The story behind Fictional Boundaries:

In Oct ’02 and sometime in ’03, I made two short-lived attempts to write (important since these contained elements that spawned it all). Then, on Friday evening, Sept 17, 2004, I began writing (by hand).
Two days and sixty (60) pages of block text later, it was finished. Over 11,000 words. My first completed short story since the ones I’d written for my college creative writing class.

A few days later, I began my first LiveJournal (since deleted) and learned about NaNoWriMo. I joined in October and decided to write about some friends going to a writers’ convention. (I know they’re conferences…) I figured that they’d have to write a short story during the convention and documenting those stories would easily give me the required 50K words.

Of course, we all know our characters always do what we tell them, and our stories never surprise us

A hurricane showed up. I went with it. A fight broke out – the hurricane was possessed. I went with it.

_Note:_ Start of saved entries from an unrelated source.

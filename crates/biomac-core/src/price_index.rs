//! Consumer price index used to bring costs to a common dollar year.

use crate::errors::{BiomacError, BiomacResult};
use serde::{Deserialize, Serialize};
use std::collections::BTreeMap;

/// Price index values by year.
///
/// `adjusted = value * index(to_year) / index(from_year)`. A year missing
/// from the index is a fatal error: costs cannot be compared without it.
#[derive(Debug, Clone, Default, PartialEq, Serialize, Deserialize)]
pub struct PriceIndex {
    values: BTreeMap<i32, f64>,
}

impl PriceIndex {
    pub fn new() -> Self {
        Self::default()
    }

    pub fn insert(&mut self, year: i32, value: f64) {
        self.values.insert(year, value);
    }

    #[must_use]
    pub fn with(mut self, year: i32, value: f64) -> Self {
        self.insert(year, value);
        self
    }

    #[must_use]
    pub fn is_empty(&self) -> bool {
        self.values.is_empty()
    }

    #[must_use]
    pub fn len(&self) -> usize {
        self.values.len()
    }

    pub fn get(&self, year: i32) -> BiomacResult<f64> {
        match self.values.get(&year) {
            Some(value) if *value > 0.0 => Ok(*value),
            Some(&value) => Err(BiomacError::InvalidPriceIndex { year, value }),
            None => Err(BiomacError::MissingPriceIndex { year }),
        }
    }

    /// Multiplier that converts `from_year` dollars to `to_year` dollars.
    pub fn factor(&self, from_year: i32, to_year: i32) -> BiomacResult<f64> {
        Ok(self.get(to_year)? / self.get(from_year)?)
    }

    /// Converts a value from `from_year` dollars to `to_year` dollars.
    pub fn inflate(&self, value: f64, from_year: i32, to_year: i32) -> BiomacResult<f64> {
        Ok(value * self.factor(from_year, to_year)?)
    }
}

impl FromIterator<(i32, f64)> for PriceIndex {
    fn from_iter<T: IntoIterator<Item = (i32, f64)>>(iter: T) -> Self {
        Self {
            values: iter.into_iter().collect(),
        }
    }
}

A supporting character sent my protagonist into the world of the short story I’d written in September. WHAT???
With great glee…I went with it.

Proverbial Boundaries was the result (as best described by the opening line: “In which the author blurs, snorts and otherwise does away with the fine lines between genius and insanity; reality and the undefined; the probable and the infinitely inexcusable . . .”) It’s very Douglas Adams-esque. It’s also the first time I typed an entire story and began using those wonderful things called paragraphs instead of the block text I’d adopted to save paper (I was a prolific writer and filled many notebooks in middle school).

Despite writing two ill-fated sequels and trying my hand at another unfinished story, this one wouldn’t leave me alone. Things finally coalesced when I decided to begin the story at an actual convention. On March 17, 2009, I shut off my computer and began writing by hand…again.
One month and four hundred (400) pages later, I was as finished as I could be. Approximately 75,000 words, it lacked development of my villains and the (much anticipated) final battle.

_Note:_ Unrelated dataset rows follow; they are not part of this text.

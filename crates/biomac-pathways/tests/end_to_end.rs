//! End-to-end checks of a study run.
//!
//! These tests verify that:
//! - A single pathway study yields the expected MFSP, CI and MAC
//! - Co-product credits lower the selling price
//! - Hybrid allocation fractions of a pathway sum to one
//! - CCS netting conserves the total fossil burden
//! - Costs are inflated to the study dollar year
//! - A pathway missing a CI is reported by the MAC stage
//! - Unit conversions through the registry round-trip

use approx::assert_relative_eq;
use biomac_core::records::{
    Displacement, LineItem, ParameterCategory, RawEmissionFactor, ReferenceCi, ReferencePrice,
};
use biomac_core::units::{Category, DatedUnit, Quantity, RatioUnit, UnitRegistry, UNIT_REGISTRY};
use biomac_core::{AllocationPolicy, DiagnosticKind, PriceIndex, Stage, StudyConfig};
use biomac_pathways::{allocate, compute_mac, net_ccs, Study, StudyInputs};
use is_close::is_close;

const PATHWAY: &str = "Renewable diesel from corn stover";

fn unit(s: &str) -> RatioUnit {
    RatioUnit::parse(s).unwrap()
}

fn config() -> StudyConfig {
    let mut config = StudyConfig::default();
    config.study.first_year = 2030;
    config.study.last_year = 2030;
    config.study.cost_year = 2020;
    config
}

fn feedstock() -> LineItem {
    LineItem::new(PATHWAY, ParameterCategory::InputSupplyChains, "Corn stover")
        .with_group("Feedstock")
        .with_stream_flow("Corn stover")
        .with_unit_cost("Corn stover", 2.0, unit("USD/lb"))
        .with_total_flow(500.0, unit("lb/yr"))
        .with_total_cost(1000.0, unit("USD/yr"), 2020)
}

fn coproduct() -> LineItem {
    LineItem::new(PATHWAY, ParameterCategory::CoproductCredits, "Electricity")
        .with_unit_cost("Electricity", 0.05, unit("USD/kWh"))
        .with_total_flow(4000.0, unit("kWh/yr"))
        .with_total_cost(200.0, unit("USD/yr"), 2020)
}

fn fuel() -> LineItem {
    LineItem::new(PATHWAY, ParameterCategory::FuelUse, "Renewable diesel")
        .primary()
        .with_total_flow(10_000.0, unit("MJ/yr"))
}

fn emission_factor(label: &str, value: Option<f64>) -> RawEmissionFactor {
    RawEmissionFactor {
        context: ParameterCategory::InputSupplyChains,
        stream_flow: "Corn stover".into(),
        stream_name: "Corn stover".into(),
        year: 2030,
        label: label.into(),
        value,
        unit: Some(unit("g/lb")),
    }
}

fn inputs() -> StudyInputs {
    StudyInputs {
        line_items: vec![feedstock(), coproduct(), fuel()],
        emission_factors: vec![
            emission_factor("Total Emissions: grams/ton", None),
            emission_factor("CO2", Some(0.02)),
        ],
        price_index: PriceIndex::new().with(2015, 100.0).with(2020, 120.0),
        displacements: vec![Displacement {
            pathway_id: PATHWAY.into(),
            stream_name: "Renewable diesel".into(),
            replaced_fuel: "Diesel".into(),
        }],
        reference_ci: vec![ReferenceCi {
            year: 2030,
            fuel: "Diesel".into(),
            ci: 90.0,
            unit: unit("g/MJ"),
        }],
        reference_prices: vec![ReferencePrice {
            year: 2030,
            fuel: "Diesel".into(),
            price: 0.03,
            unit: DatedUnit::parse("2020 $/MJ").unwrap(),
        }],
    }
}

mod study {
    use super::*;

    /// Feedstock of $1000 less a $200 credit over 10000 MJ, with 10 g of
    /// CO2e over the same energy, against diesel at $0.03/MJ and 90 g/MJ.
    #[test]
    fn test_single_pathway_study() {
        let registry = UnitRegistry::new();
        let study = Study::new(config(), &registry);
        let outputs = study.run(&inputs()).unwrap();

        let mfsp = outputs.cost.mfsp_for(PATHWAY, 2030).unwrap();
        assert_relative_eq!(mfsp.mfsp.unwrap(), 0.08, max_relative = 1e-12);
        assert_eq!(mfsp.unit.to_string(), "USD/MJ");

        let ci = outputs.lca.ci_for(PATHWAY, 2030).unwrap();
        assert_relative_eq!(ci.ci.unwrap(), 0.001, max_relative = 1e-12);
        assert_eq!(ci.unit.to_string(), "g/MJ");

        assert_eq!(outputs.mac.len(), 1);
        let row = &outputs.mac[0];
        assert_eq!(row.replaced_fuel.as_deref(), Some("Diesel"));
        assert_relative_eq!(row.mfsp_displaced, 0.03, max_relative = 1e-12);
        assert_relative_eq!(row.ci_displaced, 90.0);
        assert_relative_eq!(row.mac.unwrap(), 0.05 / 89.999 * 1e6, max_relative = 1e-9);
        assert!(is_close!(row.mac.unwrap(), 555.561_728_463_65));
        assert!(!row.not_effective);
        assert!(row.displaced_ci_higher);
        assert!(!row.displaced_cost_higher);
    }

    /// Dropping the credit raises MFSP back to the gross cost.
    #[test]
    fn test_coproduct_credit_lowers_mfsp() {
        let registry = UnitRegistry::new();
        let mut no_credit = config();
        no_credit.study.coproduct_cost_credit = false;

        let credited = Study::new(config(), &registry).run(&inputs()).unwrap();
        let uncredited = Study::new(no_credit, &registry).run(&inputs()).unwrap();

        let credited = credited.cost.mfsp_for(PATHWAY, 2030).unwrap().mfsp.unwrap();
        let uncredited = uncredited.cost.mfsp_for(PATHWAY, 2030).unwrap().mfsp.unwrap();
        assert_relative_eq!(uncredited, 0.1, max_relative = 1e-12);
        assert!(credited < uncredited);
    }

    /// Costs in an older dollar year are scaled by the price index ratio.
    #[test]
    fn test_costs_are_inflated() {
        let mut inputs = inputs();
        inputs.line_items = vec![
            LineItem::new(PATHWAY, ParameterCategory::InputSupplyChains, "Corn stover")
                .with_unit_cost("Corn stover", 0.1, unit("USD/lb"))
                .with_total_flow(500.0, unit("lb/yr"))
                .with_total_cost(50.0, unit("USD/yr"), 2015),
            fuel(),
        ];
        let registry = UnitRegistry::new();
        let outputs = Study::new(config(), &registry).run(&inputs).unwrap();

        assert_relative_eq!(outputs.cost.items[0].adjusted_cost, 60.0, max_relative = 1e-12);
        assert_eq!(outputs.cost.items[0].adjusted_cost_year, 2020);
        let index = PriceIndex::new().with(2015, 100.0).with(2020, 120.0);
        assert_relative_eq!(index.inflate(50.0, 2015, 2020).unwrap(), 60.0, max_relative = 1e-12);
    }

    /// A pathway priced but without emission factors drops out of the MAC
    /// table with a MAC-stage diagnostic naming it.
    #[test]
    fn test_pathway_without_ci_is_reported_at_mac() {
        let mut inputs = inputs();
        inputs.emission_factors.clear();
        let registry = UnitRegistry::new();
        let outputs = Study::new(config(), &registry).run(&inputs).unwrap();

        assert!(outputs.cost.mfsp_for(PATHWAY, 2030).unwrap().mfsp.is_some());
        assert!(outputs.mac.is_empty());
        assert!(outputs
            .diagnostics
            .for_stage(Stage::Mac)
            .any(|d| d.pathway.as_deref() == Some(PATHWAY)
                && d.kind
                    == DiagnosticKind::MissingPathwayResult {
                        quantity: "CI".into(),
                        year: 2030,
                    }));
    }
}

mod properties {
    use super::*;

    /// Lower CI and higher price than the displaced fuel gives a positive
    /// cost per ton avoided.
    #[test]
    fn test_mac_value() {
        let result = compute_mac(5.0, 20.0, 4.0, 90.0);
        assert_relative_eq!(result.mac.unwrap(), 14_285.714_285_714, max_relative = 1e-9);
    }

    /// Hybrid fractions of all fuel products of a pathway sum to one.
    #[test]
    fn test_hybrid_fractions_sum_to_one() {
        let items = vec![
            fuel().with_total_flow(7500.0, unit("MJ/yr")),
            LineItem::new(PATHWAY, ParameterCategory::FuelUse, "Naphtha")
                .with_total_flow(2000.0, unit("MJ/yr")),
            LineItem::new(PATHWAY, ParameterCategory::FuelUse, "Propane")
                .with_total_flow(500.0, unit("MJ/yr")),
        ];
        let registry = UnitRegistry::new();
        let allocation = allocate(
            &items,
            AllocationPolicy::Hybrid,
            &biomac_core::units::UnitConverter::new(&registry),
            "MJ",
            &mut biomac_core::Diagnostics::new(),
        );

        let total: f64 = allocation
            .fractions
            .iter()
            .filter(|f| f.pathway_id == PATHWAY)
            .map(|f| f.fraction)
            .sum();
        assert_relative_eq!(total, 1.0, max_relative = 1e-12);
        let yield_ = allocation.yield_for(PATHWAY).unwrap();
        assert_relative_eq!(yield_.fraction, 0.75, max_relative = 1e-12);
        assert_relative_eq!(yield_.flow, 7500.0);
    }

    /// Netting moves CCS into combustion without changing the sum.
    #[test]
    fn test_ccs_netting_conserves_burden() {
        for (combustion, ccs) in [(100.0, -40.0), (100.0, -150.0), (12.5, -12.5)] {
            let netting = net_ccs(combustion, ccs);
            assert_relative_eq!(netting.net_combustion + netting.ccs, combustion + ccs);
            assert_relative_eq!(netting.ccs, 0.0);
            assert_eq!(netting.is_negative, combustion + ccs < 0.0);
        }
    }

    /// Converting to another unit and back returns the starting value.
    #[test]
    fn test_unit_round_trip() {
        let mass = Category::Quantity(Quantity::Mass);
        let there = UNIT_REGISTRY.convert(&mass, 3.5, "ton", "kg");
        assert!(there.harmonized);
        let back = UNIT_REGISTRY.convert(&mass, there.value, "kg", "ton");
        assert!(back.harmonized);
        assert_relative_eq!(back.value, 3.5, max_relative = 1e-12);
    }
}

Over the next two months, I typed it up, revising as I went along. Things gradually dwindled off…I still didn’t have a final battle.
Then, my husband and his friend went to MegaCon in March 2010. I stayed home and wrote that friggen wonderful battle. Over the next seven months, I revised it again (and again). I declared it finished and sent it out to my beta readers.

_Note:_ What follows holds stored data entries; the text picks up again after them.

//! Input records of a study.
//!
//! - [`LineItem`]: one row of a pathway's techno-economic inventory (a cost,
//!   a material or energy flow, or both)
//! - [`RawEmissionFactor`] / [`EmissionFactor`]: life-cycle emission factors
//!   before and after canonicalization
//! - Reference data for the displaced (fossil) fuels used by MAC

use crate::units::{DatedUnit, RatioUnit};
use serde::{Deserialize, Serialize};
use std::fmt;

/// Role of a line item within a pathway's inventory (the `Parameter_B`
/// column of the source workbook).
#[derive(Debug, Clone, PartialEq, Eq, Hash, PartialOrd, Ord, Serialize, Deserialize)]
#[serde(from = "String", into = "String")]
pub enum ParameterCategory {
    InputSupplyChains,
    CoproductCredits,
    AvoidedEmsCredits,
    FuelUse,
    FixedCosts,
    CapitalDepreciation,
    AverageIncomeTax,
    AverageReturnOnInvestment,
    CostByProcessSteps,
    CombustionEmsFossil,
    CombustionEmsBiogenic,
    NonCombustionEmsFossil,
    NonCombustionEmsBiogenic,
    CcsStreamFossil,
    CcsStreamBiogenic,
    Other(String),
}

impl ParameterCategory {
    #[must_use]
    pub fn as_str(&self) -> &str {
        match self {
            Self::InputSupplyChains => "Conversion: Input Supply Chains",
            Self::CoproductCredits => "Coproduct Credits",
            Self::AvoidedEmsCredits => "Avoided Ems Credits",
            Self::FuelUse => "Fuel Use",
            Self::FixedCosts => "Fixed Costs",
            Self::CapitalDepreciation => "Capital Depreciation",
            Self::AverageIncomeTax => "Average Income Tax",
            Self::AverageReturnOnInvestment => "Average Return on Investment",
            Self::CostByProcessSteps => "Cost by process steps",
            Self::CombustionEmsFossil => "Conversion: Combustion Ems, Fossil",
            Self::CombustionEmsBiogenic => "Conversion: Combustion Ems, Biogenic",
            Self::NonCombustionEmsFossil => "Conversion: Non-Combustion Ems, Fossil",
            Self::NonCombustionEmsBiogenic => "Conversion: Non-Combustion Ems, Biogenic",
            Self::CcsStreamFossil => "CCS Stream, Fossil",
            Self::CcsStreamBiogenic => "CCS Stream, Biogenic",
            Self::Other(name) => name,
        }
    }

    /// Categories that enter the MFSP calculation.
    #[must_use]
    pub fn is_cost(&self) -> bool {
        matches!(
            self,
            Self::InputSupplyChains
                | Self::CoproductCredits
                | Self::AvoidedEmsCredits
                | Self::FuelUse
                | Self::FixedCosts
                | Self::CapitalDepreciation
                | Self::AverageIncomeTax
                | Self::AverageReturnOnInvestment
                | Self::CostByProcessSteps
        )
    }

    /// Categories that enter the carbon intensity calculation.
    #[must_use]
    pub fn is_lca(&self) -> bool {
        matches!(
            self,
            Self::InputSupplyChains
                | Self::AvoidedEmsCredits
                | Self::CombustionEmsFossil
                | Self::CombustionEmsBiogenic
                | Self::NonCombustionEmsFossil
                | Self::NonCombustionEmsBiogenic
                | Self::CoproductCredits
                | Self::FuelUse
                | Self::CcsStreamFossil
                | Self::CcsStreamBiogenic
        )
    }

    /// Costs reported as annual totals rather than per unit of flow.
    #[must_use]
    pub fn is_fixed_cost(&self) -> bool {
        matches!(
            self,
            Self::FixedCosts
                | Self::CapitalDepreciation
                | Self::AverageIncomeTax
                | Self::AverageReturnOnInvestment
        )
    }
}

impl From<&str> for ParameterCategory {
    fn from(value: &str) -> Self {
        match value.trim() {
            "Conversion: Input Supply Chains" => Self::InputSupplyChains,
            "Coproduct Credits" => Self::CoproductCredits,
            "Avoided Ems Credits" => Self::AvoidedEmsCredits,
            "Fuel Use" => Self::FuelUse,
            "Fixed Costs" => Self::FixedCosts,
            "Capital Depreciation" => Self::CapitalDepreciation,
            "Average Income Tax" => Self::AverageIncomeTax,
            "Average Return on Investment" => Self::AverageReturnOnInvestment,
            "Cost by process steps" => Self::CostByProcessSteps,
            "Conversion: Combustion Ems, Fossil" => Self::CombustionEmsFossil,
            "Conversion: Combustion Ems, Biogenic" => Self::CombustionEmsBiogenic,
            "Conversion: Non-Combustion Ems, Fossil" => Self::NonCombustionEmsFossil,
            "Conversion: Non-Combustion Ems, Biogenic" => Self::NonCombustionEmsBiogenic,
            "CCS Stream, Fossil" => Self::CcsStreamFossil,
            "CCS Stream, Biogenic" => Self::CcsStreamBiogenic,
            other => Self::Other(other.to_string()),
        }
    }
}

impl From<String> for ParameterCategory {
    fn from(value: String) -> Self {
        Self::from(value.as_str())
    }
}

impl From<ParameterCategory> for String {
    fn from(category: ParameterCategory) -> Self {
        category.as_str().to_string()
    }
}

impl fmt::Display for ParameterCategory {
    fn fmt(&self, f: &mut fmt::Formatter<'_>) -> fmt::Result {
        write!(f, "{}", self.as_str())
    }
}

/// Groups of `Parameter_A` that carry annual totals and are exempt from the
/// flow/cost unit check.
pub const FIXED_COST_GROUPS: [&str; 4] = [
    "Fixed Costs",
    "Capital Depreciation",
    "Average Income Tax",
    "Average Return on Investment",
];

/// One row of a pathway's techno-economic inventory.
#[derive(Debug, Clone, PartialEq, Serialize, Deserialize)]
pub struct LineItem {
    pub pathway_id: String,
    /// Coarse grouping, e.g. `Feedstock` or `Fixed Costs`.
    pub parameter_group: String,
    pub category: ParameterCategory,
    /// Material of the stream, e.g. `Natural gas`.
    pub stream_flow: String,
    /// Life-cycle stream the emission factors are keyed by.
    pub stream_name: String,
    /// The stream is the pathway's primary fuel product.
    pub is_primary_fuel: bool,
    pub flow: Option<f64>,
    pub flow_unit: Option<RatioUnit>,
    pub cost_item: Option<String>,
    pub unit_cost: Option<f64>,
    pub cost_unit: Option<RatioUnit>,
    pub operating_time: Option<f64>,
    pub operating_time_unit: Option<String>,
    pub total_cost: Option<f64>,
    pub total_cost_unit: Option<RatioUnit>,
    pub total_flow: Option<f64>,
    pub total_flow_unit: Option<RatioUnit>,
    /// Dollar year of `unit_cost` and `total_cost`.
    pub cost_year: Option<i32>,
}

impl LineItem {
    /// Creates a line item with no values.
    pub fn new(pathway_id: &str, category: ParameterCategory, stream_name: &str) -> Self {
        Self {
            pathway_id: pathway_id.to_string(),
            parameter_group: String::new(),
            category,
            stream_flow: String::new(),
            stream_name: stream_name.to_string(),
            is_primary_fuel: false,
            flow: None,
            flow_unit: None,
            cost_item: None,
            unit_cost: None,
            cost_unit: None,
            operating_time: None,
            operating_time_unit: None,
            total_cost: None,
            total_cost_unit: None,
            total_flow: None,
            total_flow_unit: None,
            cost_year: None,
        }
    }

    #[must_use]
    pub fn with_group(mut self, group: &str) -> Self {
        self.parameter_group = group.to_string();
        self
    }

    #[must_use]
    pub fn with_stream_flow(mut self, stream_flow: &str) -> Self {
        self.stream_flow = stream_flow.to_string();
        self
    }

    #[must_use]
    pub fn primary(mut self) -> Self {
        self.is_primary_fuel = true;
        self
    }

    #[must_use]
    pub fn with_total_flow(mut self, value: f64, unit: RatioUnit) -> Self {
        self.total_flow = Some(value);
        self.total_flow_unit = Some(unit);
        self
    }

    #[must_use]
    pub fn with_total_cost(mut self, value: f64, unit: RatioUnit, cost_year: i32) -> Self {
        self.total_cost = Some(value);
        self.total_cost_unit = Some(unit);
        self.cost_year = Some(cost_year);
        self
    }

    #[must_use]
    pub fn with_unit_cost(mut self, cost_item: &str, value: f64, unit: RatioUnit) -> Self {
        self.cost_item = Some(cost_item.to_string());
        self.unit_cost = Some(value);
        self.cost_unit = Some(unit);
        self
    }

    #[must_use]
    pub fn with_flow(mut self, value: f64, unit: RatioUnit, operating_time: f64, time_unit: &str) -> Self {
        self.flow = Some(value);
        self.flow_unit = Some(unit);
        self.operating_time = Some(operating_time);
        self.operating_time_unit = Some(time_unit.to_string());
        self
    }

    /// Credit lines whose contribution is subtracted.
    #[must_use]
    pub fn is_coproduct(&self) -> bool {
        self.category == ParameterCategory::CoproductCredits
    }

    /// Annual-total costs exempt from the flow/cost unit check.
    #[must_use]
    pub fn is_fixed_cost(&self) -> bool {
        self.category.is_fixed_cost() || FIXED_COST_GROUPS.contains(&self.parameter_group.as_str())
    }

    /// Recomputes the totals from the per-hour flow, operating time and unit
    /// cost. Totals whose inputs are incomplete are left unchanged.
    pub fn recompute_totals(&mut self) {
        if let (Some(flow), Some(time)) = (self.flow, self.operating_time) {
            self.total_flow = Some(flow * time);
            if let Some(unit_cost) = self.unit_cost {
                self.total_cost = Some(flow * time * unit_cost);
            }
        }
    }
}

/// Impact group of an emission factor row.
#[derive(Debug, Clone, Copy, PartialEq, Eq, Hash, PartialOrd, Ord, Serialize, Deserialize)]
pub enum Metric {
    EnergyDemand,
    WaterConsumption,
    TotalEmissions,
    UrbanEmissions,
}

impl Metric {
    #[must_use]
    pub fn as_str(self) -> &'static str {
        match self {
            Self::EnergyDemand => "Energy demand",
            Self::WaterConsumption => "Water consumption",
            Self::TotalEmissions => "Total emissions",
            Self::UrbanEmissions => "Urban emissions",
        }
    }
}

impl fmt::Display for Metric {
    fn fmt(&self, f: &mut fmt::Formatter<'_>) -> fmt::Result {
        write!(f, "{}", self.as_str())
    }
}

/// Canonical pollutant or resource of an emission factor row.
#[derive(Debug, Clone, Copy, PartialEq, Eq, Hash, PartialOrd, Ord, Serialize, Deserialize)]
pub enum Pollutant {
    TotalEnergy,
    FossilFuels,
    Coal,
    NaturalGas,
    Petroleum,
    Water,
    Voc,
    Co,
    Nox,
    Pm10,
    Pm25,
    Sox,
    Bc,
    Oc,
    Ch4,
    N2o,
    Co2,
    Co2WithVocCo,
    Ghgs,
    OtherGhg,
    BiogenicCh4,
    BiogenicCo2,
    /// Combined greenhouse gas burden.
    Co2e,
}

impl Pollutant {
    #[must_use]
    pub fn as_str(self) -> &'static str {
        match self {
            Self::TotalEnergy => "Total energy",
            Self::FossilFuels => "Fossil fuels",
            Self::Coal => "Coal",
            Self::NaturalGas => "Natural gas",
            Self::Petroleum => "Petroleum",
            Self::Water => "Water",
            Self::Voc => "VOC",
            Self::Co => "CO",
            Self::Nox => "NOx",
            Self::Pm10 => "PM10",
            Self::Pm25 => "PM2.5",
            Self::Sox => "SOx",
            Self::Bc => "BC",
            Self::Oc => "OC",
            Self::Ch4 => "CH4",
            Self::N2o => "N2O",
            Self::Co2 => "CO2",
            Self::Co2WithVocCo => "CO2 (w/ C in VOC & CO)",
            Self::Ghgs => "GHGs",
            Self::OtherGhg => "Other GHG Emissions",
            Self::BiogenicCh4 => "Biogenic CH4",
            Self::BiogenicCo2 => "Biogenic CO2",
            Self::Co2e => "CO2e",
        }
    }
}

impl fmt::Display for Pollutant {
    fn fmt(&self, f: &mut fmt::Formatter<'_>) -> fmt::Result {
        write!(f, "{}", self.as_str())
    }
}

/// An emission factor row as read from the correspondence table, before
/// label canonicalization.
#[derive(Debug, Clone, PartialEq, Serialize, Deserialize)]
pub struct RawEmissionFactor {
    pub context: ParameterCategory,
    pub stream_flow: String,
    pub stream_name: String,
    pub year: i32,
    /// Metric label as spelled in the source; may be a group header.
    pub label: String,
    pub value: Option<f64>,
    pub unit: Option<RatioUnit>,
}

/// Join key between line items and emission factors.
#[derive(Debug, Clone, PartialEq, Eq, Hash, PartialOrd, Ord, Serialize, Deserialize)]
pub struct EmissionKey {
    pub context: ParameterCategory,
    pub stream_flow: String,
    pub stream_name: String,
    pub year: i32,
}

/// A canonical emission factor: one value per key and pollutant.
#[derive(Debug, Clone, PartialEq, Serialize, Deserialize)]
pub struct EmissionFactor {
    pub key: EmissionKey,
    pub metric: Metric,
    pub pollutant: Pollutant,
    pub value: f64,
    /// Emitted mass over the throughput unit, e.g. `g/lb`.
    pub unit: RatioUnit,
    pub is_harmonized: bool,
}

/// Maps a pathway's fuel product to the fossil fuel it displaces.
#[derive(Debug, Clone, PartialEq, Eq, Serialize, Deserialize)]
pub struct Displacement {
    pub pathway_id: String,
    pub stream_name: String,
    pub replaced_fuel: String,
}

/// Life-cycle carbon intensity of a displaced fuel.
#[derive(Debug, Clone, PartialEq, Serialize, Deserialize)]
pub struct ReferenceCi {
    pub year: i32,
    pub fuel: String,
    pub ci: f64,
    pub unit: RatioUnit,
}

/// Market price of a displaced fuel in a given dollar year.
#[derive(Debug, Clone, PartialEq)]
pub struct ReferencePrice {
    pub year: i32,
    pub fuel: String,
    pub price: f64,
    pub unit: DatedUnit,
}

/// A pathway evaluated in one production year.
#[derive(Debug, Clone, PartialEq, Eq, Hash, PartialOrd, Ord, Serialize, Deserialize)]
pub struct PathwayYear {
    pub pathway_id: String,
    pub production_year: i32,
}

impl PathwayYear {
    pub fn new(pathway_id: &str, production_year: i32) -> Self {
        Self {
            pathway_id: pathway_id.to_string(),
            production_year,
        }
    }
}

Three months later, I got an amazing critique back and began to revise (again). Then I looked up a website for some writing tips and editorial services and discovered the editor would be at a conference near my home the following month. My husband and I went (and took his six-hour class!).
Encouraged by two other authors I met there, I pitched FB for his publishing company instead of merely hiring him.

He liked the premise, liked my first few pages and asked me to send him the full manuscript after making the beginning more engaging.

Full-on freak-out mode.

Based on what I learned in his class and from reading his books and Self Editing for Fiction Writers (which I HIGHLY recommend), I realized that my writing was nowhere near ready for querying. Thus began this huge revision process.

Fast forward months years, and I’m finally up to Chapter 27 of 33. I know it shouldn’t have taken this long, but I’ve left the timing up to God and pray that the editor will still want to see it whenever I finally finish it. The story is still the same, but it’s MUCH more engaging and visual. The changes have been very difficult, but well worth it.